**WHAT YOU ARE ASKED TO DO**
What is the number of lines below that contain the string "counter"? Give it and nothing else.

**STORED DATA**
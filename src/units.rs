//! Denomination conversion for gas costs

/// Wei in one ether
pub const WEI_PER_ETHER: u128 = 1_000_000_000_000_000_000;

/// Exact cost in wei of `gas` units at `gas_price` wei each
///
/// Saturates at `u128::MAX` instead of wrapping.
pub fn cost_wei(gas: u128, gas_price: u128) -> u128 {
    gas.saturating_mul(gas_price)
}

/// Convert wei to ether for display
///
/// The integer and fractional parts are split before going to floating
/// point, so small amounts keep all their significant digits.
pub fn wei_to_ether(wei: u128) -> f64 {
    let whole = wei / WEI_PER_ETHER;
    let frac = wei % WEI_PER_ETHER;
    whole as f64 + frac as f64 / WEI_PER_ETHER as f64
}

/// Ether cost of `gas` units at `gas_price`
pub fn cost_ether(gas: u128, gas_price: u128) -> f64 {
    wei_to_ether(cost_wei(gas, gas_price))
}

/// Average of an exact integer total over `count`, 0 when `count` is 0
pub(crate) fn average_u128(total: u128, count: u64) -> f64 {
    if count == 0 {
        return 0.0;
    }
    let whole = total / count as u128;
    let rem = total % count as u128;
    whole as f64 + rem as f64 / count as f64
}

/// Average of a float total over `count`, 0 when `count` is 0
pub(crate) fn average_f64(total: f64, count: u64) -> f64 {
    if count == 0 {
        0.0
    } else {
        total / count as f64
    }
}
#[cfg(test)]
mod tests {
    use super::*;
    use crate::clock::ManualClock;
    use std::cell::RefCell;
    use std::rc::Rc;

    fn store_at(millis: i64) -> (MetricsStore, ManualClock) {
        let clock = ManualClock::new(millis);
        let store = MetricsStore::builder()
            .clock(clock.clone())
            .id_seed(1)
            .build()
            .unwrap();
        (store, clock)
    }

    #[test]
    fn test_empty_store() {
        let (store, _) = store_at(1_000);
        let m = store.metrics();

        assert_eq!(m.execution.total_executions, 0);
        assert_eq!(m.execution.success_rate, 0.0);
        assert_eq!(m.execution.failure_rate, 0.0);
        assert_eq!(m.gas.avg_gas_per_execution, 0.0);
        assert_eq!(m.timing.avg_time_per_execution, 0.0);
        assert_eq!(m.last_updated, 1_000);
    }

    #[test]
    fn test_record_execution_assigns_id() {
        let (mut store, _) = store_at(1_700_000_000_000);
        let record = store.record_execution(ExecutionInput::success(1, 1, "0x01", 100, 10.0));

        assert!(record.id.starts_with("exec_1700000000000_"));
        assert_eq!(store.metrics().recent_executions[0], record);
    }

    #[test]
    fn test_registration_gas_does_not_leak_into_execution_total() {
        let (mut store, _) = store_at(0);
        store.record_function_registration(1_000, 500.0);
        store.record_execution(ExecutionInput::success(1, 1, "0x01", 100, 10.0));

        let m = store.metrics();
        assert_eq!(m.gas.total_gas_used, 100);
        assert_eq!(m.gas.registration_gas_used, 1_000);
        assert_eq!(m.gas.avg_gas_per_function, 1_000.0);
    }

    #[test]
    fn test_execution_mirrors_gas_and_timing() {
        let (mut store, _) = store_at(0);
        store.update_gas_price(10);
        store.record_execution(ExecutionInput::success(1, 1, "0x01", 100, 10.0));
        store.record_execution(ExecutionInput::success(1, 1, "0x02", 300, 30.0));

        let m = store.metrics();
        assert_eq!(m.execution.total_gas_used, m.gas.total_gas_used);
        assert_eq!(m.execution.total_cost_eth, m.gas.total_cost_eth);
        assert_eq!(m.execution.average_execution_time, 20.0);
        assert_eq!(m.timing.execution_time, 40.0);
    }

    #[test]
    fn test_total_time_tracks_clock() {
        let (mut store, clock) = store_at(10_000);
        clock.advance(2_500);
        store.update_gas_price(1);

        let m = store.metrics();
        assert_eq!(m.timing.total_time, 2_500.0);
        assert_eq!(m.last_updated, 12_500);
    }

    #[test]
    fn test_metrics_is_a_copy() {
        let (mut store, _) = store_at(0);
        store.record_execution(ExecutionInput::success(1, 1, "0x01", 100, 10.0));

        let mut copy = store.metrics();
        copy.execution.total_executions = 99;
        copy.recent_executions.clear();

        let fresh = store.metrics();
        assert_eq!(fresh.execution.total_executions, 1);
        assert_eq!(fresh.recent_executions.len(), 1);
    }

    #[test]
    fn test_try_record_execution_leaves_state_on_rejection() {
        let (mut store, _) = store_at(0);
        let notified = Rc::new(RefCell::new(0));
        let counter = notified.clone();
        store.subscribe(move |_| *counter.borrow_mut() += 1);

        let mut bad = ExecutionInput::failure(1, 1, "", 0, 0.0, "reverted");
        bad.error_message = None;

        assert!(store.try_record_execution(bad).is_err());
        assert_eq!(store.metrics().execution.total_executions, 0);
        assert_eq!(*notified.borrow(), 0);
    }

    #[test]
    fn test_try_record_registration_rejects_negative_time() {
        let (mut store, _) = store_at(0);
        assert!(store.try_record_function_registration(1_000, -1.0).is_err());
        assert!(store.try_record_trigger_creation(1_000, f64::NAN).is_err());
        assert!(store.try_record_function_registration(1_000, 1.0).is_ok());

        let m = store.metrics();
        assert_eq!(m.execution.total_functions, 1);
        assert_eq!(m.execution.total_triggers, 0);
    }

    #[test]
    fn test_permissive_record_accepts_anything() {
        let (mut store, _) = store_at(0);
        store.record_function_registration(0, -5.0);
        let mut odd = ExecutionInput::success(1, 1, "", 0, -1.0);
        odd.error_message = Some("ignored".to_string());
        store.record_execution(odd);

        let m = store.metrics();
        assert_eq!(m.execution.total_functions, 1);
        assert_eq!(m.timing.avg_time_per_function, -5.0);
        assert_eq!(m.execution.total_executions, 1);
    }

    #[test]
    fn test_reset_restores_initial_gas_price() {
        let clock = ManualClock::new(0);
        let config = StoreConfig::default().with_initial_gas_price(7);
        let mut store = MetricsStore::builder()
            .config(config)
            .clock(clock)
            .build()
            .unwrap();

        store.update_gas_price(100);
        assert_eq!(store.gas_price(), 100);

        store.reset();
        assert_eq!(store.gas_price(), 7);
        assert_eq!(store.metrics().gas.gas_price, 7);
    }

    #[test]
    fn test_custom_recent_window() {
        let config = StoreConfig {
            recent_window: 3,
            ..StoreConfig::default()
        };
        let mut store = MetricsStore::builder()
            .config(config)
            .clock(ManualClock::new(0))
            .build()
            .unwrap();
        for i in 0..5u64 {
            store.record_execution(ExecutionInput::success(i, i, "0x01", 1, 1.0));
        }

        let recent = store.metrics().recent_executions;
        assert_eq!(recent.len(), 3);
        assert_eq!(recent[0].function_id, 4);
        assert_eq!(recent[2].function_id, 2);
    }

    #[test]
    fn test_export_contains_history() {
        let (mut store, _) = store_at(1_714_564_800_000);
        store.record_execution(ExecutionInput::success(1, 1, "0x01", 100, 10.0));
        store.record_execution(ExecutionInput::failure(1, 1, "", 0, 0.0, "timeout"));

        let export = store.export();
        assert_eq!(export.execution_history.len(), 2);
        assert_eq!(export.execution_history[0].tx_hash, "0x01");
        assert_eq!(export.metrics, store.metrics());
        assert_eq!(export.exported_at.timestamp_millis(), 1_714_564_800_000);
    }

    #[test]
    fn test_build_rejects_invalid_config() {
        let config = StoreConfig {
            recent_window: 0,
            history_capacity: Some(0),
            ..StoreConfig::default()
        };
        let err = MetricsStore::builder()
            .config(config.clone())
            .clock(ManualClock::new(0))
            .build()
            .unwrap_err();
        assert!(matches!(err, ConfigError::OutOfRange { .. }));
        assert!(MetricsStore::with_config(config).is_err());
    }

    #[test]
    fn test_large_history_capacity_is_not_preallocated() {
        let config = StoreConfig::default().with_history_capacity(1_000_000_000_000_000_000);
        let mut store = MetricsStore::builder()
            .config(config)
            .clock(ManualClock::new(0))
            .build()
            .unwrap();
        store.record_execution(ExecutionInput::success(1, 1, "0x01", 100, 10.0));

        assert_eq!(store.metrics().execution.total_executions, 1);
        assert_eq!(store.execution_history().len(), 1);
    }
}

**ANSWER TO THIS TASK**
2